Author: Ayush P Gupta @apgapg

Edited: --

OVERVIEW

Introduce the new proposed Git branching model for different FA project repositories.

GOALS

  1. Clean commit history
  2. Hassle free Pull Request(PR) merging, reviewing and reverting
  3. Proper changelogs and release history with release versions
  4. Proper manage the working of different tech teams and their work sync and merge thereafter.
  5. Make code more stable and prevent merge conflicts at PR review time and bugs in release
  6. Follow best practices as stated in this document

BACKGROUND & MOTIVATION

CURRENT SYSTEM

After rounds of discussions, following problems were found:

  1. Code commit history isn’t readable. One cannot go back and drill down about any feature, bug start/merge.
  2. It was difficult to cherry pick due to multiple line history
  3. Difficult to identify who did what work and when and how his/her work got merged.
  4. Innumerous merge conflicts ultimately leading to difficulty in reviewing PR thereby leading to unstable code after merge
  5. Lack of proper commit message leads to difficulty in purpose of commit/PR
  6. Improper branch naming causes lack of understanding to other team members
  7. With growing members in team the situation is becoming more worse leading to crashes and down of our publishes

NEW SYSTEM

Drilling down and after brainstorming we came with our new Git Branching model which solves most of the problems and provides more stable and reliable releases to our end users.

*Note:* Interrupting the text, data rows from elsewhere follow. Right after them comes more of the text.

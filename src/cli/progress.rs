//! Progress display module
//!
//! Formats session progress snapshots into one-line status reports.

use std::time::{Duration, Instant};

use tracing::info;

use crate::session::{SessionProgress, SessionState};

/// Format bytes to human readable string
pub fn format_bytes(bytes: u64) -> String {
    const UNITS: &[&str] = &["B", "KB", "MB", "GB", "TB"];
    let mut size = bytes as f64;
    let mut unit_index = 0;

    while size >= 1024.0 && unit_index < UNITS.len() - 1 {
        size /= 1024.0;
        unit_index += 1;
    }

    format!("{:.2} {}", size, UNITS[unit_index])
}

/// Format speed to human readable string
pub fn format_speed(bytes_per_sec: f64) -> String {
    format!("{}/s", format_bytes(bytes_per_sec as u64))
}

/// Format duration to human readable string
pub fn format_duration(duration: Duration) -> String {
    let total_secs = duration.as_secs();
    let hours = total_secs / 3600;
    let minutes = (total_secs % 3600) / 60;
    let seconds = total_secs % 60;

    if hours > 0 {
        format!("{}h {}m {}s", hours, minutes, seconds)
    } else if minutes > 0 {
        format!("{}m {}s", minutes, seconds)
    } else {
        format!("{}s", seconds)
    }
}

/// Status line for a progress snapshot
pub fn status_line(progress: &SessionProgress) -> String {
    let eta = progress.eta.map(format_duration).unwrap_or_else(|| "-".to_string());
    format!(
        "{:.1}% | {} / {} | {} | peers: {} | ETA: {}",
        progress.fraction() * 100.0,
        format_bytes(progress.bytes_downloaded),
        format_bytes(progress.total_bytes),
        format_speed(progress.download_rate),
        progress.peer_count,
        eta,
    )
}

/// Rate-limited progress reporter for the CLI
#[derive(Debug)]
pub struct ProgressDisplay {
    start_time: Instant,
    last_update: Option<Instant>,
    update_interval: Duration,
    quiet: bool,
}

impl ProgressDisplay {
    pub fn new(quiet: bool) -> Self {
        Self::with_interval(quiet, Duration::from_secs(1))
    }

    /// Create a progress display with custom update interval
    pub fn with_interval(quiet: bool, interval: Duration) -> Self {
        Self {
            start_time: Instant::now(),
            last_update: None,
            update_interval: interval,
            quiet,
        }
    }

    /// Report `progress` unless the last report is too recent. Returns
    /// whether a line was emitted.
    pub fn update(&mut self, progress: &SessionProgress) -> bool {
        if self.quiet || progress.state != SessionState::Downloading {
            return false;
        }
        let now = Instant::now();
        if self.last_update.is_some_and(|last| now.duration_since(last) < self.update_interval) {
            return false;
        }
        self.last_update = Some(now);
        info!("{}", status_line(progress));
        true
    }

    /// Report completion
    pub fn complete(&self, progress: &SessionProgress) {
        if self.quiet {
            return;
        }
        info!(
            "Download complete: {} in {}",
            format_bytes(progress.total_bytes),
            format_duration(self.start_time.elapsed())
        );
    }

    /// Get the elapsed time since start
    pub fn elapsed(&self) -> Duration {
        self.start_time.elapsed()
    }

    pub fn is_quiet(&self) -> bool {
        self.quiet
    }
}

  1. We see people using merge instead of rebase. Although one should wisely use both but sticking to only merge can cause non-linear commit history thereby reducing readability. Using rebase one can reduce the conflict scenario and can maintain linear history
  2. When we have linear history it's easy to identify the work done by individuals and better track different bugs/features origin.
  3. Linear history would enable us to cherry pick commits easily.
  4. With proper commit message/branch naming standards we can easily identify the purpose of commit and subsequent PR

OVERVIEW OF NEW SYSTEM

The new branching model is an enhanced version of Git-flow that tries to solve the previous diagnosed issues by defining different branches as below:

master

Widely known, master(main) branch is the most stable branch that directly reflects the work on production. Since this branch is a reflection of production hence no member is directly allowed to work on it. Here are some important points to remember:

  1. Master reflects the latest work on production/manage.
  2. No direct commits/working on this branch is allowed.
  3. No force push is allowed
  4. Can receive merge requests only from hotfix, release(beta) branch.
  5. The commit just after merge commit must be a release commit.
  6. This branch should not be merged into any other branch.

develop

The develop branch reflects the latest development work which is already tested by individuals. But being on the bleeding edge things can be broken. Here are some important points to remember:

  1. No direct commits/working on this branch is allowed. Even admins should take out a branch and raise PR instead of directly commiting on this branch.
  2. All the other development related branches must periodically rebase on this branch.

beta(release)

These branches represent the beta environment or release branch. The idea here is to prepare for the next release that upon testing and passing QA will be merged into master.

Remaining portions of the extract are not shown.